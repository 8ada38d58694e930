//! Trie node types and their wire form

use super::digits::{self, has_prefix};
use crate::cell::{Encodable, RefContainer};
use crate::codec::{tag, write_blob, write_count, write_ref, Decoder, MAX_BLOB_LENGTH};
use crate::error::{Error, Result};
use crate::model::HASH_LENGTH;
use crate::refs::Ref;
use bytes::Bytes;

/// Which collection a trie node belongs to
#[derive(Clone, Copy, Debug, PartialEq, Eq, Hash)]
pub enum TrieKind {
    /// Keys are arbitrary non-empty byte strings, each with a value ref
    Map,
    /// Keys are element hashes; the element ref is the value
    Set,
}

impl TrieKind {
    pub fn tag(self) -> u8 {
        match self {
            TrieKind::Map => tag::MAP,
            TrieKind::Set => tag::SET,
        }
    }

    /// Deepest prefix a branch of this kind may carry, in digits
    pub fn max_depth(self) -> usize {
        match self {
            TrieKind::Map => MAX_BLOB_LENGTH * 2,
            TrieKind::Set => HASH_LENGTH * 2 - 1,
        }
    }
}

/// A key with its value ref
#[derive(Clone, Debug)]
pub struct Entry {
    key: Bytes,
    value: Ref,
}

impl Entry {
    pub fn new(key: Bytes, value: Ref) -> Self {
        Entry { key, value }
    }

    /// Set entry: keyed by the element's hash
    pub fn element(value: Ref) -> Self {
        let key = Bytes::copy_from_slice(value.hash().as_bytes());
        Entry { key, value }
    }

    pub fn key(&self) -> &Bytes {
        &self.key
    }

    pub fn value(&self) -> &Ref {
        &self.value
    }

    pub fn into_parts(self) -> (Bytes, Ref) {
        (self.key, self.value)
    }
}

/// Interior node: every key below shares the first `depth` digits
#[derive(Clone, Debug)]
pub struct Branch {
    pub(crate) depth: usize,
    pub(crate) prefix: Bytes,
    /// Entry whose key is exactly the prefix (maps only)
    pub(crate) entry: Option<Entry>,
    /// Sorted by digit, at most one ref per digit
    pub(crate) children: Vec<(u8, Ref)>,
    pub(crate) count: u64,
}

impl Branch {
    pub fn depth(&self) -> usize {
        self.depth
    }

    pub fn prefix(&self) -> &Bytes {
        &self.prefix
    }

    pub fn entry(&self) -> Option<&Entry> {
        self.entry.as_ref()
    }

    pub fn children(&self) -> &[(u8, Ref)] {
        &self.children
    }

    pub fn child(&self, digit: u8) -> Option<&Ref> {
        self.children
            .binary_search_by_key(&digit, |(d, _)| *d)
            .ok()
            .map(|i| &self.children[i].1)
    }

    /// Bit `d` set for each occupied child digit `d`
    pub fn mask(&self) -> u16 {
        self.children
            .iter()
            .fold(0u16, |m, (d, _)| m | (1 << *d))
    }

    /// Children with `digit` replaced or added
    pub(crate) fn with_child(&self, digit: u8, r: Ref) -> Vec<(u8, Ref)> {
        let mut children = self.children.clone();
        match children.binary_search_by_key(&digit, |(d, _)| *d) {
            Ok(i) => children[i].1 = r,
            Err(i) => children.insert(i, (digit, r)),
        }
        children
    }

    pub(crate) fn without_child(&self, digit: u8) -> Vec<(u8, Ref)> {
        self.children
            .iter()
            .filter(|(d, _)| *d != digit)
            .cloned()
            .collect()
    }

    fn read(d: &mut Decoder<'_>, kind: TrieKind, count: u64) -> Result<Self> {
        let depth = d.read_count()?;
        if depth > kind.max_depth() as u64 {
            return Err(Error::format(format!("branch depth {} too deep", depth)));
        }
        let depth = depth as usize;

        let prefix = Bytes::copy_from_slice(d.read_bytes(depth.div_ceil(2))?);
        if depth % 2 == 1 && prefix.last().is_some_and(|b| b & 0x0F != 0) {
            return Err(Error::format("non-zero padding nibble in branch prefix"));
        }

        let mask_bytes = d.read_bytes(2)?;
        let mask = u16::from_be_bytes([mask_bytes[0], mask_bytes[1]]);

        let entry = match kind {
            TrieKind::Set => None,
            TrieKind::Map => match d.read_byte()? {
                0 => None,
                1 => {
                    if depth == 0 || depth % 2 == 1 {
                        return Err(Error::format("branch entry must sit at a whole-byte depth"));
                    }
                    Some(Entry::new(prefix.clone(), d.read_ref()?))
                }
                other => {
                    return Err(Error::format(format!("bad branch entry flag {}", other)));
                }
            },
        };

        let mut children = Vec::with_capacity(mask.count_ones() as usize);
        for digit in 0..16u8 {
            if mask & (1 << digit) != 0 {
                children.push((digit, d.read_ref()?));
            }
        }

        let slots = children.len() + usize::from(entry.is_some());
        if children.is_empty() || slots < 2 {
            return Err(Error::format("branch with fewer than two occupants"));
        }
        if count < slots as u64 {
            return Err(Error::format(format!(
                "branch count {} below its {} occupants",
                count, slots
            )));
        }

        let branch = Branch {
            depth,
            prefix,
            entry,
            children,
            count,
        };
        branch.check_embedded_children(kind)?;
        Ok(branch)
    }

    /// In-memory children must extend this prefix at their own digit and
    /// their counts must add up
    fn check_embedded_children(&self, kind: TrieKind) -> Result<()> {
        let mut total = u64::from(self.entry.is_some());
        let mut all_known = true;
        for (digit, r) in &self.children {
            let Some(cell) = r.direct_value() else {
                all_known = false;
                continue;
            };
            let node = cell
                .trie_node()
                .filter(|n| n.kind == kind)
                .ok_or_else(|| Error::format("branch child is not a node of the same trie"))?;
            if node.is_empty() {
                return Err(Error::format("empty node as branch child"));
            }
            let (path, path_depth) = node.path();
            if path_depth <= self.depth
                || !has_prefix(path, &self.prefix, self.depth)
                || digits::digit(path, self.depth) != *digit
            {
                return Err(Error::format("branch child does not extend its prefix"));
            }
            total = total.saturating_add(node.count());
        }
        if all_known && total != self.count {
            return Err(Error::format(format!(
                "branch count {} does not match children total {}",
                self.count, total
            )));
        }
        Ok(())
    }
}

#[derive(Clone, Debug)]
pub enum Body {
    Empty,
    Leaf(Entry),
    Branch(Branch),
}

/// A node of a map or set trie
#[derive(Clone, Debug)]
pub struct TrieNode {
    pub(crate) kind: TrieKind,
    pub(crate) body: Body,
}

impl TrieNode {
    pub fn empty(kind: TrieKind) -> Self {
        TrieNode {
            kind,
            body: Body::Empty,
        }
    }

    pub fn leaf(kind: TrieKind, entry: Entry) -> Self {
        TrieNode {
            kind,
            body: Body::Leaf(entry),
        }
    }

    pub(crate) fn branch(kind: TrieKind, branch: Branch) -> Self {
        TrieNode {
            kind,
            body: Body::Branch(branch),
        }
    }

    pub fn kind(&self) -> TrieKind {
        self.kind
    }

    pub fn body(&self) -> &Body {
        &self.body
    }

    /// Entries in this subtree
    pub fn count(&self) -> u64 {
        match &self.body {
            Body::Empty => 0,
            Body::Leaf(_) => 1,
            Body::Branch(b) => b.count,
        }
    }

    pub fn is_empty(&self) -> bool {
        matches!(self.body, Body::Empty)
    }

    pub fn is_leaf(&self) -> bool {
        matches!(self.body, Body::Leaf(_))
    }

    /// Key bits every entry below shares, and how many digits of them
    pub fn path(&self) -> (&[u8], usize) {
        match &self.body {
            Body::Empty => (&[], 0),
            Body::Leaf(e) => (&e.key, e.key.len() * 2),
            Body::Branch(b) => (&b.prefix, b.depth),
        }
    }

    pub(crate) fn read(d: &mut Decoder<'_>, kind: TrieKind) -> Result<Self> {
        let count = d.read_count()?;
        match count {
            0 => Ok(TrieNode::empty(kind)),
            1 => {
                let entry = match kind {
                    TrieKind::Map => {
                        let n = d.read_len(MAX_BLOB_LENGTH)?;
                        if n == 0 {
                            return Err(Error::format("empty map key"));
                        }
                        let key = Bytes::copy_from_slice(d.read_bytes(n)?);
                        Entry::new(key, d.read_ref()?)
                    }
                    TrieKind::Set => Entry::element(d.read_ref()?),
                };
                Ok(TrieNode::leaf(kind, entry))
            }
            _ => Ok(TrieNode::branch(kind, Branch::read(d, kind, count)?)),
        }
    }
}

impl Encodable for TrieNode {
    fn write_encoding(&self, out: &mut Vec<u8>) {
        out.push(self.kind.tag());
        match &self.body {
            Body::Empty => write_count(out, 0),
            Body::Leaf(e) => {
                write_count(out, 1);
                if self.kind == TrieKind::Map {
                    write_blob(out, &e.key);
                }
                write_ref(out, &e.value);
            }
            Body::Branch(b) => {
                write_count(out, b.count);
                write_count(out, b.depth as u64);
                out.extend_from_slice(&b.prefix);
                out.extend_from_slice(&b.mask().to_be_bytes());
                if self.kind == TrieKind::Map {
                    match &b.entry {
                        Some(e) => {
                            out.push(1);
                            write_ref(out, &e.value);
                        }
                        None => out.push(0),
                    }
                }
                for (_, r) in &b.children {
                    write_ref(out, r);
                }
            }
        }
    }
}

impl RefContainer for TrieNode {
    fn child_refs(&self) -> Vec<&Ref> {
        match &self.body {
            Body::Empty => Vec::new(),
            Body::Leaf(e) => vec![&e.value],
            Body::Branch(b) => b
                .entry
                .iter()
                .map(|e| &e.value)
                .chain(b.children.iter().map(|(_, r)| r))
                .collect(),
        }
    }
}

Activity
All that is wanted is a faithful reproduction of the line above with "let mask = u16::from_be_bytes([mask_bytes[0], mask_bytes[1]]);", the line with "let branch = Branch", and every line in between.

Task solution
        let mask = u16::from_be_bytes([mask_bytes[0], mask_bytes[1]]);

        let entry = match kind {
            TrieKind::Set => None,
            TrieKind::Map => match d.read_byte()? {
                0 => None,
                1 => {
                    if depth == 0 || depth % 2 == 1 {
                        return Err(Error::format("branch entry must sit at a whole-byte depth"));
                    }
                    Some(Entry::new(prefix.clone(), d.read_ref()?))
                }
                other => {
                    return Err(Error::format(format!("bad branch entry flag {}", other)));
                }
            },
        };

        let mut children = Vec::with_capacity(mask.count_ones() as usize);
        for digit in 0..16u8 {
            if mask & (1 << digit) != 0 {
                children.push((digit, d.read_ref()?));
            }
        }

        let slots = children.len() + usize::from(entry.is_some());
        if children.is_empty() || slots < 2 {
            return Err(Error::format("branch with fewer than two occupants"));
        }
        if count < slots as u64 {
            return Err(Error::format(format!(
                "branch count {} below its {} occupants",
                count, slots
            )));
        }

        let branch = Branch {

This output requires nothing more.